Collected data:
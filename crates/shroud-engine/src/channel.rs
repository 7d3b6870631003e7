//! A buffered, event-driven byte-stream channel over one TCP socket.

use std::io;
use std::net::SocketAddr;
use std::pin::Pin;
use std::task::{Context, Poll};

use bytes::{Buf, BytesMut};
use tokio::io::{AsyncWrite, AsyncWriteExt as _};
use tokio::net::TcpStream;
use tokio_util::io::poll_read_buf;

/// How much spare read capacity to keep available per poll.
//
// Large enough to drain a typical socket buffer in few syscalls, small
// enough not to matter per connection.
const READ_CHUNK: usize = 16 * 1024;

/// Something that happened on a channel.
#[derive(Debug)]
pub(crate) enum Activity {
    /// New bytes were appended to the read buffer.
    Read(usize),
    /// The write buffer just became empty.
    Drained,
    /// The peer half-closed; no more bytes will ever arrive.
    Eof,
}

/// One end of a TCP connection, with explicit read and write buffers.
///
/// A channel wraps exactly one socket and owns it; dropping the channel
/// closes the socket. Reading can be switched off, which stops draining
/// the kernel's receive queue and so exerts TCP backpressure on the peer.
/// Writing happens whenever the write buffer is non-empty.
///
/// The channel does not decide what any bytes mean. The connection that
/// owns it reads events out of [`next_event`](Channel::next_event) and
/// moves bytes between the buffers and the obfuscation protocol.
#[derive(Debug)]
pub(crate) struct Channel {
    /// The underlying socket.
    stream: TcpStream,
    /// Incoming bytes not yet consumed.
    pub(crate) rd: BytesMut,
    /// Outgoing bytes not yet written to the kernel.
    pub(crate) wr: BytesMut,
    /// Whether we currently drain the kernel's receive queue.
    read_enabled: bool,
    /// Set once the peer has half-closed or the read side failed.
    saw_eof: bool,
}

impl Channel {
    /// Wrap an already-connected socket.
    ///
    /// The read side starts out disabled.
    pub(crate) fn new(stream: TcpStream) -> Self {
        Channel {
            stream,
            rd: BytesMut::new(),
            wr: BytesMut::new(),
            read_enabled: false,
            saw_eof: false,
        }
    }

    /// Open a new connection to `addr` and wrap it.
    pub(crate) async fn connect(addr: SocketAddr) -> io::Result<Self> {
        Ok(Channel::new(TcpStream::connect(addr).await?))
    }

    /// Report the address of the socket's peer.
    pub(crate) fn peer_addr(&self) -> io::Result<SocketAddr> {
        self.stream.peer_addr()
    }

    /// Switch the read side on or off.
    pub(crate) fn set_read_enabled(&mut self, on: bool) {
        self.read_enabled = on;
    }

    /// Return true if there are unwritten bytes queued.
    pub(crate) fn has_pending_write(&self) -> bool {
        !self.wr.is_empty()
    }

    /// Wait for the next event on this channel.
    ///
    /// Pending writes are always attempted first; reads happen only while
    /// the read side is enabled. This is cancel-safe: all state lives in
    /// the buffers, so a dropped call loses nothing.
    pub(crate) async fn next_event(&mut self) -> io::Result<Activity> {
        std::future::poll_fn(|cx| self.poll_event(cx)).await
    }

    /// Try to make progress writing, then reading.
    fn poll_event(&mut self, cx: &mut Context<'_>) -> Poll<io::Result<Activity>> {
        while !self.wr.is_empty() {
            match Pin::new(&mut self.stream).poll_write(cx, &self.wr) {
                Poll::Ready(Ok(0)) => {
                    return Poll::Ready(Err(io::ErrorKind::WriteZero.into()));
                }
                Poll::Ready(Ok(n)) => {
                    self.wr.advance(n);
                    if self.wr.is_empty() {
                        return Poll::Ready(Ok(Activity::Drained));
                    }
                }
                Poll::Ready(Err(e)) => return Poll::Ready(Err(e)),
                Poll::Pending => break,
            }
        }
        if self.read_enabled && !self.saw_eof {
            self.rd.reserve(READ_CHUNK);
            match poll_read_buf(Pin::new(&mut self.stream), cx, &mut self.rd) {
                Poll::Ready(Ok(0)) => {
                    self.saw_eof = true;
                    return Poll::Ready(Ok(Activity::Eof));
                }
                Poll::Ready(Ok(n)) => return Poll::Ready(Ok(Activity::Read(n))),
                Poll::Ready(Err(e)) => return Poll::Ready(Err(e)),
                Poll::Pending => {}
            }
        }
        Poll::Pending
    }

    /// Write until the write buffer is empty.
    pub(crate) async fn flush(&mut self) -> io::Result<()> {
        while !self.wr.is_empty() {
            let n = self.stream.write(&self.wr).await?;
            if n == 0 {
                return Err(io::ErrorKind::WriteZero.into());
            }
            self.wr.advance(n);
        }
        Ok(())
    }

    /// Flush everything queued, then send a FIN.
    ///
    /// The peer sees end-of-stream only after all buffered bytes.
    pub(crate) async fn shutdown_write(&mut self) -> io::Result<()> {
        self.flush().await?;
        self.stream.shutdown().await
    }
}

#[cfg(test)]
mod test {
    // @@ begin test lint list @@
    #![allow(clippy::bool_assert_comparison)]
    #![allow(clippy::clone_on_copy)]
    #![allow(clippy::dbg_macro)]
    #![allow(clippy::mixed_attributes_style)]
    #![allow(clippy::print_stderr)]
    #![allow(clippy::print_stdout)]
    #![allow(clippy::single_char_pattern)]
    #![allow(clippy::unwrap_used)]
    #![allow(clippy::unchecked_time_subtraction)]
    #![allow(clippy::useless_vec)]
    #![allow(clippy::needless_pass_by_value)]
    //! <!-- @@ end test lint list @@ -->

    use super::*;
    use std::time::Duration;
    use tokio::io::{AsyncReadExt as _, AsyncWriteExt as _};
    use tokio::net::TcpListener;
    use tokio::time::timeout;

    /// Return a connected (channel, raw peer socket) pair over loopback.
    async fn socket_pair() -> (Channel, TcpStream) {
        let listener = TcpListener::bind("127.0.0.1:0").await.unwrap();
        let addr = listener.local_addr().unwrap();
        let (client, server) = tokio::join!(TcpStream::connect(addr), listener.accept());
        (Channel::new(client.unwrap()), server.unwrap().0)
    }

    #[tokio::test]
    async fn read_event_and_buffer() {
        let (mut ch, mut peer) = socket_pair().await;
        ch.set_read_enabled(true);
        peer.write_all(b"abc").await.unwrap();

        match timeout(Duration::from_secs(5), ch.next_event()).await {
            Ok(Ok(Activity::Read(n))) => assert!(n >= 1),
            other => panic!("unexpected: {:?}", other),
        }
        // Loopback may split arbitrarily; wait for the rest if needed.
        while ch.rd.len() < 3 {
            let _ = timeout(Duration::from_secs(5), ch.next_event()).await.unwrap();
        }
        assert_eq!(&ch.rd[..], b"abc");
    }

    #[tokio::test]
    async fn disabled_read_reports_nothing() {
        let (mut ch, mut peer) = socket_pair().await;
        peer.write_all(b"ignored for now").await.unwrap();

        // Read is off, write buffer empty: no event may surface.
        assert!(
            timeout(Duration::from_millis(100), ch.next_event())
                .await
                .is_err()
        );
        assert!(ch.rd.is_empty());
    }

    #[tokio::test]
    async fn drained_event_after_queued_write() {
        let (mut ch, mut peer) = socket_pair().await;
        ch.wr.extend_from_slice(b"payload");
        match timeout(Duration::from_secs(5), ch.next_event()).await {
            Ok(Ok(Activity::Drained)) => {}
            other => panic!("unexpected: {:?}", other),
        }
        let mut buf = [0_u8; 7];
        peer.read_exact(&mut buf).await.unwrap();
        assert_eq!(&buf, b"payload");
    }

    #[tokio::test]
    async fn eof_event_when_peer_closes() {
        let (mut ch, peer) = socket_pair().await;
        ch.set_read_enabled(true);
        drop(peer);
        loop {
            match timeout(Duration::from_secs(5), ch.next_event()).await.unwrap() {
                Ok(Activity::Eof) => break,
                Ok(Activity::Read(_)) => continue,
                other => panic!("unexpected: {:?}", other),
            }
        }
    }

    #[tokio::test]
    async fn shutdown_write_delivers_buffered_bytes_before_fin() {
        let (mut ch, mut peer) = socket_pair().await;
        ch.wr.extend_from_slice(&[0x5a_u8; 100]);
        ch.shutdown_write().await.unwrap();

        let mut buf = Vec::new();
        peer.read_to_end(&mut buf).await.unwrap();
        assert_eq!(buf, vec![0x5a_u8; 100]);
    }
}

Work to complete: Retype only the lines above between the line with "available per poll." and the line with "and wrap it.", counting those two lines as well, and keep every character as it is.

Completed exercise:
/// How much spare read capacity to keep available per poll.
//
// Large enough to drain a typical socket buffer in few syscalls, small
// enough not to matter per connection.
const READ_CHUNK: usize = 16 * 1024;

/// Something that happened on a channel.
#[derive(Debug)]
pub(crate) enum Activity {
    /// New bytes were appended to the read buffer.
    Read(usize),
    /// The write buffer just became empty.
    Drained,
    /// The peer half-closed; no more bytes will ever arrive.
    Eof,
}

/// One end of a TCP connection, with explicit read and write buffers.
///
/// A channel wraps exactly one socket and owns it; dropping the channel
/// closes the socket. Reading can be switched off, which stops draining
/// the kernel's receive queue and so exerts TCP backpressure on the peer.
/// Writing happens whenever the write buffer is non-empty.
///
/// The channel does not decide what any bytes mean. The connection that
/// owns it reads events out of [`next_event`](Channel::next_event) and
/// moves bytes between the buffers and the obfuscation protocol.
#[derive(Debug)]
pub(crate) struct Channel {
    /// The underlying socket.
    stream: TcpStream,
    /// Incoming bytes not yet consumed.
    pub(crate) rd: BytesMut,
    /// Outgoing bytes not yet written to the kernel.
    pub(crate) wr: BytesMut,
    /// Whether we currently drain the kernel's receive queue.
    read_enabled: bool,
    /// Set once the peer has half-closed or the read side failed.
    saw_eof: bool,
}

impl Channel {
    /// Wrap an already-connected socket.
    ///
    /// The read side starts out disabled.
    pub(crate) fn new(stream: TcpStream) -> Self {
        Channel {
            stream,
            rd: BytesMut::new(),
            wr: BytesMut::new(),
            read_enabled: false,
            saw_eof: false,
        }
    }

    /// Open a new connection to `addr` and wrap it.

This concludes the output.